Whistler cut through London with a caustic wit, prickly personality and mannered style that drew attention to his work in a competitive art marketplace. Sporting patent leather pumps and a monocle, his theatrics attracted the curiosity of potential buyers and his barbed exchanges with art critics kept him in the public eye. When one critic accused him of flinging “a pot of paint” in the face of the public with his impressionistic paintings, he sued for libel, went to court and changed the course of art history.
Celebrated for his impact on the visual arts, he was an important figure in the artistic and literary swirl of his time. His friends included Édouard Manet and Edgar Degas; like them, he encouraged “an entirely new way of seeing.” His breakaway approach to art moved painting toward abstraction, sparked a renaissance in printmaking and resulted in the Peacock Room, a masterpiece of interior design.

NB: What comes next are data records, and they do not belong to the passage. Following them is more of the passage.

// This Source Code Form is subject to the terms of the Mozilla Public
// License, v. 2.0. If a copy of the MPL was not distributed with this
// file, You can obtain one at http://mozilla.org/MPL/2.0/.

//! Closed-interval set algebra over non-negative integers.
//!
//! An [`IntervalSet`] represents a set of discrete resource indices
//! (processors, blocks, lanes) as a sorted list of disjoint closed
//! intervals ([`ClosedInterval`]), always coalesced into maximal
//! contiguous runs. Operations cost time proportional to the number of
//! runs, not the number of integers, so a set like `0-1023 2048-4095`
//! stays two runs wide no matter how many indices it covers.
//!
//! The crate provides:
//! - the full set algebra: union, intersection, difference and symmetric
//!   difference, each in non-mutating, in-place and operator
//!   (`| & - ^`) form, all driven by one predicate-specialized boundary
//!   sweep;
//! - relations: equality, disjointness, (proper) subset and superset;
//! - queries: membership by binary search, positional indexing without
//!   expansion, cardinality, run count, contiguity, convex hull,
//!   extrema;
//! - lazy double-ended element iteration;
//! - a canonical textual format (`"1-3 5"`) with strict parsing and a
//!   round-trip guarantee.
//!
//! # Example
//!
//! Tracking free processors in a scheduler:
//!
//! ```
//! use interval_set::IntervalSet;
//!
//! let mut free: IntervalSet = "0-3 8-15".parse()?;
//! let job: IntervalSet = "2-9".parse()?;
//!
//! assert_eq!(free.intersection(&job).to_string(), "2-3 8-9");
//! assert!(!free.is_superset(&job));
//!
//! free.difference_update(&job);
//! assert_eq!(free.to_string(), "0-1 10-15");
//! assert_eq!(free.cardinality(), 8);
//! # Ok::<(), interval_set::Error>(())
//! ```
//!
//! # Optional features
//!
//! * `serde`: serialization of sets and intervals; deserialization
//!   re-normalizes its input, so it cannot produce a non-canonical set.
//! * `proptest`: exports [`proptest_strategy`] for downstream property
//!   tests.

#![warn(missing_docs)]

pub mod error;
pub mod interval;
mod merge;
pub mod set;

pub use crate::error::Error;
pub use crate::interval::ClosedInterval;
#[cfg(feature = "proptest")]
pub use crate::set::proptest_strategy;
pub use crate::set::{IntervalSet, Iter};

Born in Massachusetts, he spent his childhood in Russia, where his father had been hired by Czar Nicholas I to engineer a railroad between Moscow and St. Petersburg. He attended West Point but was dismissed for an abundance of demerits. But in the studio he was a tireless worker. In his mid-20s, his work was presented at London’s prestigious exhibitions, but he rejected this almost certain path to wealth and fame in favor of a new approach dismissed by most critics. Advocating “art for art’s sake,” he devoted himself to making beautiful pictures, and in the process created controversial, nearly abstract paintings that set the stage for the artistic advances of the 20th century.
After declaring bankruptcy at 45, he spent the next decade building support for his work. By the 1890s, when "Whistler’s Mother" was purchased for the Louvre, he had become one of the most recognized artists in all of Europe. Critics compared him to Velázquez and Rembrandt, placing him in the first rank of modern painters, calling him the greatest artistic genius that America ever produced.